For manual metric extraction via SQL, see references/nsys-schema.md.
Step 3: Interpret Verdict
Overall Verdict:
if aggregate_verdict == YES or context_verdict == YES or generation_verdict == YES:
overall_verdict = YES
Per-phase analysis can elevate the verdict but never demote it.
Format using the template in references/output-format.md.
Next Steps:
- If YES -> Proceed to Phase 2 (Root Cause) below, then use skill
- If NO -> Use
perf-nsight-compute-analysis
for kernel SOL% or for full classification
Phase 2: Root Cause Analysis
Identify which specific host operations regressed and by how much. Works with a single trace (breakdown) or two traces (comparison).
Principles
- Isolate forward steps, not the full trace. nsys traces contain warmup, JIT, model loading, and teardown.
- Use structural kernel patterns for iteration detection. Allreduce grouping is more robust than kernel density.
- Compare steady-state iterations. Filter to identical workload (same batch size, same ctx/gen mix).
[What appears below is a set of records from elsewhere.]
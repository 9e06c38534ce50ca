//! NIST prime-curve groups P-256, P-384, and P-521.
//!
//! Thin adapters over the RustCrypto curve arithmetic. Point and scalar
//! representations, constant-time ladders, and the SSWU map live in the
//! backend crates; this module pins down the uniform contract: SEC1
//! encodings with both identity forms, capped rejection sampling, and the
//! per-curve RFC 9380 XMD suites.

use alloc::vec;
use alloc::vec::Vec;
use core::fmt;

use elliptic_curve::bigint::{U256, U384, U576};
use elliptic_curve::hash2curve::{ExpandMsgXmd, GroupDigest};
use elliptic_curve::ops::Reduce;
use elliptic_curve::sec1::{EncodedPoint, FromEncodedPoint, ToEncodedPoint};
use elliptic_curve::{Curve, Field, PrimeField};
use rand_core::RngCore;
use subtle::{Choice, ConstantTimeEq, CtOption};

use crate::error::{Error, Result};
use crate::group::{Element, Group, Params, Scalar};

/// Upper bound on rejection-sampling iterations; an adversarial random
/// source surfaces `EntropyExhausted` instead of spinning forever.
const SAMPLE_RETRIES: usize = 128;

macro_rules! nist_group {
    (
        $(#[$doc:meta])*
        $group:ident, $element:ident, $scalar:ident,
        $curve:ty, $backend:ident, $uint:ty, $hash:ty,
        $name:literal, $elem_len:literal, $comp_len:literal, $scalar_len:literal
    ) => {
        $(#[$doc])*
        #[derive(Clone, Copy, Debug)]
        pub struct $group;

        /// Element of the group.
        #[derive(Clone, Copy)]
        pub struct $element($backend::ProjectivePoint);

        /// Scalar of the group.
        #[derive(Clone, Copy)]
        pub struct $scalar($backend::Scalar);

        impl fmt::Display for $group {
            fn fmt(&self, f: &mut fmt::Formatter<'_>) -> fmt::Result {
                f.write_str($name)
            }
        }

        impl fmt::Debug for $element {
            fn fmt(&self, f: &mut fmt::Formatter<'_>) -> fmt::Result {
                write!(f, concat!(stringify!($element), "("))?;
                for b in self.marshal_binary_compress() {
                    write!(f, "{:02x}", b)?;
                }
                f.write_str(")")
            }
        }

        impl fmt::Debug for $scalar {
            fn fmt(&self, f: &mut fmt::Formatter<'_>) -> fmt::Result {
                write!(f, concat!(stringify!($scalar), "("))?;
                for b in self.marshal_binary() {
                    write!(f, "{:02x}", b)?;
                }
                f.write_str(")")
            }
        }

        impl ConstantTimeEq for $element {
            fn ct_eq(&self, other: &Self) -> Choice {
                self.0.ct_eq(&other.0)
            }
        }

        impl Eq for $element {}
        impl PartialEq for $element {
            fn eq(&self, other: &Self) -> bool {
                bool::from(self.ct_eq(other))
            }
        }

        impl ConstantTimeEq for $scalar {
            fn ct_eq(&self, other: &Self) -> Choice {
                self.0.ct_eq(&other.0)
            }
        }

        impl Eq for $scalar {}
        impl PartialEq for $scalar {
            fn eq(&self, other: &Self) -> bool {
                bool::from(self.ct_eq(other))
            }
        }

        impl Group for $group {
            type Element = $element;
            type Scalar = $scalar;

            const NAME: &'static str = $name;

            fn identity() -> $element {
                $element($backend::ProjectivePoint::IDENTITY)
            }

            fn generator() -> $element {
                $element($backend::ProjectivePoint::GENERATOR)
            }

            fn order() -> $scalar {
                $scalar(<$backend::Scalar as Reduce<$uint>>::reduce(
                    <$curve as Curve>::ORDER,
                ))
            }

            fn params() -> Params {
                Params {
                    element_length: $elem_len,
                    compressed_element_length: $comp_len,
                    scalar_length: $scalar_len,
                }
            }

            fn random_element<R: RngCore + ?Sized>(rng: &mut R) -> Result<$element> {
                let k = Self::random_scalar(rng)?;
                Ok($element::mul_gen(&k))
            }

            fn random_scalar<R: RngCore + ?Sized>(rng: &mut R) -> Result<$scalar> {
                let mut repr = $backend::FieldBytes::default();
                for _ in 0..SAMPLE_RETRIES {
                    rng.try_fill_bytes(&mut repr).map_err(|_| {
                        Error::EntropyExhausted {
                            context: concat!($name, "::random_scalar"),
                        }
                    })?;
                    let s: CtOption<$backend::Scalar> =
                        $backend::Scalar::from_repr(repr.clone());
                    if let Some(s) = Option::<$backend::Scalar>::from(s) {
                        return Ok($scalar(s));
                    }
                }
                Err(Error::EntropyExhausted {
                    context: concat!($name, "::random_scalar"),
                })
            }

            fn hash_to_element(msg: &[u8], dst: &[u8]) -> Result<$element> {
                <$curve>::hash_from_bytes::<ExpandMsgXmd<$hash>>(&[msg], &[dst])
                    .map($element)
                    .map_err(|_| Error::InvalidLength {
                        context: concat!($name, "::hash_to_element"),
                        expected: 255,
                        actual: dst.len(),
                    })
            }

            fn hash_to_scalar(msg: &[u8], dst: &[u8]) -> Result<$scalar> {
                <$curve>::hash_to_scalar::<ExpandMsgXmd<$hash>>(&[msg], &[dst])
                    .map($scalar)
                    .map_err(|_| Error::InvalidLength {
                        context: concat!($name, "::hash_to_scalar"),
                        expected: 255,
                        actual: dst.len(),
                    })
            }
        }

        impl $element {
            fn encode(&self, compress: bool) -> Vec<u8> {
                let len = if compress { $comp_len } else { $elem_len };
                if bool::from(self.is_identity()) {
                    return vec![0u8; len];
                }
                self.0.to_affine().to_encoded_point(compress).as_bytes().to_vec()
            }
        }

        impl Element for $element {
            type Group = $group;

            fn add(&self, rhs: &Self) -> Self {
                $element(self.0 + rhs.0)
            }

            fn dbl(&self) -> Self {
                $element(self.0 + self.0)
            }

            fn neg(&self) -> Self {
                $element(-self.0)
            }

            fn mul(&self, k: &$scalar) -> Self {
                $element(self.0 * k.0)
            }

            fn mul_gen(k: &$scalar) -> Self {
                $element($backend::ProjectivePoint::GENERATOR * k.0)
            }

            fn is_identity(&self) -> Choice {
                self.0.ct_eq(&$backend::ProjectivePoint::IDENTITY)
            }

            fn marshal_binary(&self) -> Vec<u8> {
                self.encode(false)
            }

            fn marshal_binary_compress(&self) -> Vec<u8> {
                self.encode(true)
            }

            fn unmarshal_binary(bytes: &[u8]) -> Result<Self> {
                let valid_len = bytes.len() == $elem_len
                    || bytes.len() == $comp_len
                    || bytes.len() == 1;
                if !valid_len {
                    return Err(Error::InvalidLength {
                        context: concat!($name, "::unmarshal_binary"),
                        expected: $elem_len,
                        actual: bytes.len(),
                    });
                }

                // Both identity encodings: all-zero vector or single 0x00.
                if bytes.iter().all(|&b| b == 0) {
                    return Ok(<$group as Group>::identity());
                }

                let enc = EncodedPoint::<$curve>::from_bytes(bytes).map_err(|_| {
                    Error::OutOfRange {
                        context: concat!($name, "::unmarshal_binary"),
                    }
                })?;
                Option::<$backend::AffinePoint>::from(
                    $backend::AffinePoint::from_encoded_point(&enc),
                )
                .map(|p| $element($backend::ProjectivePoint::from(p)))
                .ok_or(Error::OutOfRange {
                    context: concat!($name, "::unmarshal_binary"),
                })
            }
        }

        impl Scalar for $scalar {
            type Group = $group;

            fn zero() -> Self {
                $scalar(<$backend::Scalar as Field>::ZERO)
            }

            fn one() -> Self {
                $scalar(<$backend::Scalar as Field>::ONE)
            }

            fn add(&self, rhs: &Self) -> Self {
                $scalar(self.0 + rhs.0)
            }

            fn sub(&self, rhs: &Self) -> Self {
                $scalar(self.0 - rhs.0)
            }

            fn mul(&self, rhs: &Self) -> Self {
                $scalar(self.0 * rhs.0)
            }

            fn neg(&self) -> Self {
                $scalar(-self.0)
            }

            fn inv(&self) -> Self {
                let inv = self.0.invert();
                $scalar(inv.unwrap_or(<$backend::Scalar as Field>::ZERO))
            }

            fn is_zero(&self) -> Choice {
                <$backend::Scalar as Field>::is_zero(&self.0)
            }

            fn marshal_binary(&self) -> Vec<u8> {
                self.0.to_repr().to_vec()
            }

            fn unmarshal_binary(bytes: &[u8]) -> Result<Self> {
                if bytes.len() != $scalar_len {
                    return Err(Error::InvalidLength {
                        context: concat!($name, "::unmarshal_binary"),
                        expected: $scalar_len,
                        actual: bytes.len(),
                    });
                }
                let repr = $backend::FieldBytes::clone_from_slice(bytes);
                Option::<$backend::Scalar>::from($backend::Scalar::from_repr(repr))
                    .map($scalar)
                    .ok_or(Error::OutOfRange {
                        context: concat!($name, "::unmarshal_binary"),
                    })
            }
        }
    };
}

nist_group!(
    /// The NIST P-256 group (secp256r1) with the
    /// `P256_XMD:SHA-256_SSWU_RO_` hash suite.
    P256, P256Element, P256Scalar,
    p256::NistP256, p256, U256, sha2::Sha256,
    "P-256", 65, 33, 32
);

nist_group!(
    /// The NIST P-384 group (secp384r1) with the
    /// `P384_XMD:SHA-384_SSWU_RO_` hash suite.
    P384, P384Element, P384Scalar,
    p384::NistP384, p384, U384, sha2::Sha384,
    "P-384", 97, 49, 48
);

nist_group!(
    /// The NIST P-521 group (secp521r1) with the
    /// `P521_XMD:SHA-512_SSWU_RO_` hash suite.
    P521, P521Element, P521Scalar,
    p521::NistP521, p521, U576, sha2::Sha512,
    "P-521", 133, 67, 66
);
- Per-step metrics, not totals. Always compare per-step averages.
Root Cause Workflow
Step 1: Collect nsys Traces
Profile both versions (if comparing) with identical settings:
bash
nsys profile -o /path/to/trace \
-t cuda,nvtx,osrt \
--force-overwrite=true \
--cuda-memory-usage=true \
-w true \
<benchmark_command> --num_requests 500
Step 2: Export to SQLite
bash
nsys export --type=sqlite --force-overwrite=true -o trace.sqlite trace.nsys-rep
Step 3: Run Host Overhead Analysis
bash
# Two-trace comparison
python scripts/analyze_host_overhead.py \
--baseline /path/to/baseline/trace.sqlite \
--target /path/to/target/trace.sqlite \
--baseline-label "v1.1" \
--target-label "main" \
--output /path/to/output/analysis.txt
# Single-trace breakdown
python scripts/analyze_host_overhead.py \
--baseline /path/to/trace.sqlite \
--baseline-label "current"
Step 4: Interpret Results
The script produces:
- Allreduce-based iteration detection -- confirms forward step boundaries
- Per-step wall time comparison -- quantifies the regression
- NVTX per-step breakdown -- identifies which host operations regressed
- GPU kernel comparison -- confirms GPU execution is unchanged
- CUDA API comparison -- detects kernel launch overhead changes
Reading the Output
Per-Step Wall Time:
Avg wall time per step: 3,317 us (baseline) vs 3,978 us (target) +19.9%
This is the primary regression metric.
NVTX Breakdown:
Operation | baseline (us/step) | target (us/step) | Delta | Status
_fetch_new_requests | 36 | 270 | +234 | REGRESSION
broadcast_requests | - | 250 | +250 | NEW
_update_requests | 413 | 723 | +310 | REGRESSION
Focus on operations with large absolute deltas.
GPU Kernel Comparison:
Kernels per step (launched): 6.2 (baseline) vs 21.9 (target) +253%
More individual launches = more host-side launch overhead.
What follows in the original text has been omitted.